Un film écrit et réalisé par Philippe Falardeau, d’après la pièce  d’Evelyne de la Chenelière avec Fellag, Sophie Nélisse et Emillien Néron.

Synopsis:
A Montréal, une enseignante disparait brutalement et se fait remplacer par défaut par Bachir Lazhar, un immigré algérien. Celui-ci découvre ses élèves et s’y attachent, en dépit du fossé culturel. Alors que les élèves se lancent dans un processus de guérison, M. Lazhar préserve un secret douloureux de son passé, et risque de se faire expulser du pays.

Mon avis:
Cette adaptation de la pièce d’Evelyne de la Chenelière, Bashir Lazhar, a tout pour séduire. Le film est nommé à plusieurs festivals, dont le Festival de Locarno où il remporte le prix du public, remportant aussi six prix lors de la 32ème Cérémonie des Génie, ou encore une nomination pour le meilleur film étranger aux Oscars 2012. Le début du film est saisissant: dans l’environnement scolaire où jouent innocemment les enfants, un évènement tragique vient interrompre cette insouciance de l’enfant. Un garçon et son amie sont particulièrement marqués par la disparition d’un être qu’ils voyaient au quotidien.

De nombreux sujets humains sont évoqués dans ce film, notamment, le traumatisme de la mort. M. Lazhar et les élèves partagent cette expérience de la mort soudaine et c’est ce qui les rapproche, en partie. Ensuite à travers les déboires de ce professeur algérien avec les parents d’élèves qui exigent qu’on enseigne à leur enfant, et non pas qu’on l’éduque et ces parents qui refusent l’autorité du professeur, affirmant au contraire que l’enfant n’a rien à se reprocher, nous retrouvons la question de l’éducation et ses limites. Les parents et le système scolaire enferment les enfants dans un cocon protecteur, les rendant incapables d’exprimer leur sentiment sur cet événement traumatisant.
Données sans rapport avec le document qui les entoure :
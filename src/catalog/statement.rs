//! Prepared statements.
//!
//! Every data operation goes through one of six statement shapes. A shape is
//! prepared once per session against its keyspace-qualified table and then
//! bound with typed values for each execution; no query text is ever built
//! from record data.

use crate::catalog::driver::Driver;
use crate::catalog::keys::clustering_key;
use crate::catalog::table::{TableDef, ITEMS, REVIEWS_BY_ITEM, REVIEWS_BY_USER};
use crate::catalog::{CatalogError, ItemRow, Result, ReviewRow};

#[derive(Debug, Clone, Copy, PartialEq, Eq, Hash)]
pub enum StatementKind {
    InsertItem,
    InsertReviewByUser,
    InsertReviewByItem,
    SelectItem,
    SelectReviewsByUser,
    SelectReviewsByItem,
}

impl StatementKind {
    pub fn name(self) -> &'static str {
        match self {
            StatementKind::InsertItem => "insert-item",
            StatementKind::InsertReviewByUser => "insert-review-by-user",
            StatementKind::InsertReviewByItem => "insert-review-by-item",
            StatementKind::SelectItem => "select-item",
            StatementKind::SelectReviewsByUser => "select-reviews-by-user",
            StatementKind::SelectReviewsByItem => "select-reviews-by-item",
        }
    }

    /// The table this statement reads or writes.
    pub fn table(self) -> &'static TableDef {
        match self {
            StatementKind::InsertItem | StatementKind::SelectItem => &ITEMS,
            StatementKind::InsertReviewByUser | StatementKind::SelectReviewsByUser => {
                &REVIEWS_BY_USER
            }
            StatementKind::InsertReviewByItem | StatementKind::SelectReviewsByItem => {
                &REVIEWS_BY_ITEM
            }
        }
    }
}

/// A statement shape resolved against a keyspace-qualified table.
#[derive(Debug, Clone, PartialEq, Eq)]
pub struct PreparedStatement {
    kind: StatementKind,
    table: String,
}

/// Values bound into a prepared statement.
#[derive(Debug, Clone)]
pub enum Values {
    Item(ItemRow),
    Review(ReviewRow),
    /// Partition key of a read.
    Key(String),
}

/// A row written to or read from a table.
#[derive(Debug, Clone, PartialEq)]
pub enum Row {
    Item(ItemRow),
    Review(ReviewRow),
}

/// A prepared statement with its values bound and its key resolved.
#[derive(Debug)]
pub struct BoundStatement<'a> {
    prepared: &'a PreparedStatement,
    partition_key: String,
    clustering_key: Option<String>,
    row: Option<Row>,
}

impl Values {
    fn label(&self) -> &'static str {
        match self {
            Values::Item(_) => "item",
            Values::Review(_) => "review",
            Values::Key(_) => "key",
        }
    }
}

impl Row {
    pub fn into_item(self) -> Result<ItemRow> {
        match self {
            Row::Item(item) => Ok(item),
            Row::Review(_) => Err(CatalogError::UnexpectedRow { expected: "item" }),
        }
    }

    pub fn into_review(self) -> Result<ReviewRow> {
        match self {
            Row::Review(review) => Ok(review),
            Row::Item(_) => Err(CatalogError::UnexpectedRow { expected: "review" }),
        }
    }
}

impl PreparedStatement {
    pub(crate) fn new(kind: StatementKind, table: String) -> Self {
        Self { kind, table }
    }

    /// Binds `values`, resolving the partition and clustering keys of the row.
    pub fn bind(&self, values: Values) -> Result<BoundStatement<'_>> {
        let mismatch = |values: &Values| CatalogError::BindMismatch {
            statement: self.kind.name(),
            given: values.label(),
        };
        let (partition_key, clustering_key, row) = match (self.kind, values) {
            (StatementKind::InsertItem, Values::Item(item)) => {
                (item.asin.clone(), None, Some(Row::Item(item)))
            }
            (StatementKind::InsertReviewByUser, Values::Review(review)) => (
                review.reviewer_id.clone(),
                Some(clustering_key(review.review_time, &review.asin)),
                Some(Row::Review(review)),
            ),
            (StatementKind::InsertReviewByItem, Values::Review(review)) => (
                review.asin.clone(),
                Some(clustering_key(review.review_time, &review.reviewer_id)),
                Some(Row::Review(review)),
            ),
            (
                StatementKind::SelectItem
                | StatementKind::SelectReviewsByUser
                | StatementKind::SelectReviewsByItem,
                Values::Key(key),
            ) => (key, None, None),
            (_, values) => return Err(mismatch(&values)),
        };
        Ok(BoundStatement {
            prepared: self,
            partition_key,
            clustering_key,
            row,
        })
    }
}

impl BoundStatement<'_> {
    pub fn kind(&self) -> StatementKind {
        self.prepared.kind
    }

    pub fn table(&self) -> &str {
        &self.prepared.table
    }

    pub fn partition_key(&self) -> &str {
        &self.partition_key
    }

    /// Encoded clustering key of a review write; `None` for items and reads.
    pub fn clustering_key(&self) -> Option<&str> {
        self.clustering_key.as_deref()
    }

    /// The row carried by a write; `None` for reads.
    pub fn row(&self) -> Option<&Row> {
        self.row.as_ref()
    }
}

/// The six prepared statements of a session.
#[derive(Debug, Clone)]
pub struct StatementCache {
    pub insert_item: PreparedStatement,
    pub insert_review_by_user: PreparedStatement,
    pub insert_review_by_item: PreparedStatement,
    pub select_item: PreparedStatement,
    pub select_reviews_by_user: PreparedStatement,
    pub select_reviews_by_item: PreparedStatement,
}

impl StatementCache {
    /// Prepares every statement shape against `keyspace`.
    ///
    /// Fails with [`CatalogError::UnknownTable`] if a table is missing.
    pub async fn prepare(driver: &dyn Driver, keyspace: &str) -> Result<Self> {
        Ok(Self {
            insert_item: driver.prepare(StatementKind::InsertItem, keyspace).await?,
            insert_review_by_user: driver
                .prepare(StatementKind::InsertReviewByUser, keyspace)
                .await?,
            insert_review_by_item: driver
                .prepare(StatementKind::InsertReviewByItem, keyspace)
                .await?,
            select_item: driver.prepare(StatementKind::SelectItem, keyspace).await?,
            select_reviews_by_user: driver
                .prepare(StatementKind::SelectReviewsByUser, keyspace)
                .await?,
            select_reviews_by_item: driver
                .prepare(StatementKind::SelectReviewsByItem, keyspace)
                .await?,
        })
    }

    pub fn get(&self, kind: StatementKind) -> &PreparedStatement {
        match kind {
            StatementKind::InsertItem => &self.insert_item,
            StatementKind::InsertReviewByUser => &self.insert_review_by_user,
            StatementKind::InsertReviewByItem => &self.insert_review_by_item,
            StatementKind::SelectItem => &self.select_item,
            StatementKind::SelectReviewsByUser => &self.select_reviews_by_user,
            StatementKind::SelectReviewsByItem => &self.select_reviews_by_item,
        }
    }
}

#[cfg(test)]
mod tests {
    use super::*;
    use chrono::DateTime;
    use std::collections::BTreeSet;

    fn review() -> ReviewRow {
        ReviewRow {
            reviewer_id: "U1".to_string(),
            asin: "B001".to_string(),
            review_time: DateTime::from_timestamp(200, 0).unwrap(),
            reviewer_name: "na".to_string(),
            rating: 5.0,
            summary: "s1".to_string(),
            review_text: "t1".to_string(),
        }
    }

    fn prepared(kind: StatementKind) -> PreparedStatement {
        PreparedStatement::new(kind, kind.table().qualified_name("catalog"))
    }

    #[test]
    fn test_review_projections_resolve_different_partitions() {
        let by_user = prepared(StatementKind::InsertReviewByUser);
        let bound = by_user.bind(Values::Review(review())).unwrap();
        assert_eq!(bound.table(), "catalog.reviews_by_user");
        assert_eq!(bound.partition_key(), "U1");
        assert!(bound.clustering_key().unwrap().ends_with("#B001"));

        let by_item = prepared(StatementKind::InsertReviewByItem);
        let bound = by_item.bind(Values::Review(review())).unwrap();
        assert_eq!(bound.partition_key(), "B001");
        assert!(bound.clustering_key().unwrap().ends_with("#U1"));
        assert_eq!(bound.row(), Some(&Row::Review(review())));
    }

    #[test]
    fn test_item_write_has_no_clustering_key() {
        let item = ItemRow {
            asin: "B001".to_string(),
            title: "T".to_string(),
            image_url: "U".to_string(),
            categories: BTreeSet::from(["A".to_string()]),
            description: "D".to_string(),
        };
        let statement = prepared(StatementKind::InsertItem);
        let bound = statement.bind(Values::Item(item)).unwrap();
        assert_eq!(bound.partition_key(), "B001");
        assert_eq!(bound.clustering_key(), None);
    }

    #[test]
    fn test_bind_mismatch() {
        let statement = prepared(StatementKind::SelectItem);
        let err = statement.bind(Values::Review(review())).unwrap_err();
        assert_eq!(err.to_string(), "cannot bind review values to select-item");

        let statement = prepared(StatementKind::InsertReviewByUser);
        assert!(statement.bind(Values::Key("U1".to_string())).is_err());
    }

    #[test]
    fn test_kind_targets() {
        assert_eq!(StatementKind::SelectItem.table().name(), "items");
        assert_eq!(
            StatementKind::SelectReviewsByItem.table().name(),
            "reviews_by_item"
        );
        assert_eq!(StatementKind::InsertReviewByUser.name(), "insert-review-by-user");
    }
}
M. Lazhar avec son ouverture arrive à faire parler les élèves en classe: chose formellement interdite par les parents et la proviseur. M. Lazhar avec son approche différente de l’éducation et de la vie incarne tout au long du film le statut de l’étranger et évoque la difficulté de l’exil. Ce professeur toujours accompagné de sa tasse de thé subi comme tout étranger des idées reçues à son égard. Il y a toutefois une certaine différence dans ce film canadien avec ce qu’on aurait pu trouver en France, par exemple. Dans cette école de Montréal, le multiculturalisme s’y profile, une fille voilée apparaît dans la cour de l’école, sans que personne ne s’y offusque, on fait malgré tout confiance à M. Lazhar qui est même apprécié des autres professeurs et accueilli comme exilé au Canada, après preuve de sa condition. Il incarne cet Autre, qui vient d’un pays colonisé, l’Algérie, et se retrouve dans un autre pays qui a connu la colonisation.

Comme ses élèves, on s’attache à ce personnage de M. Lazhar qui porte un lourd secret et souffre toujours de cet exil et de la perte des êtres chers. Le film peut être d’une violence inouïe par moments, mais quelques touches d’humour ainsi que le fabuleux jeu des enfants le rendent agréable. Alors, ce film vous tente?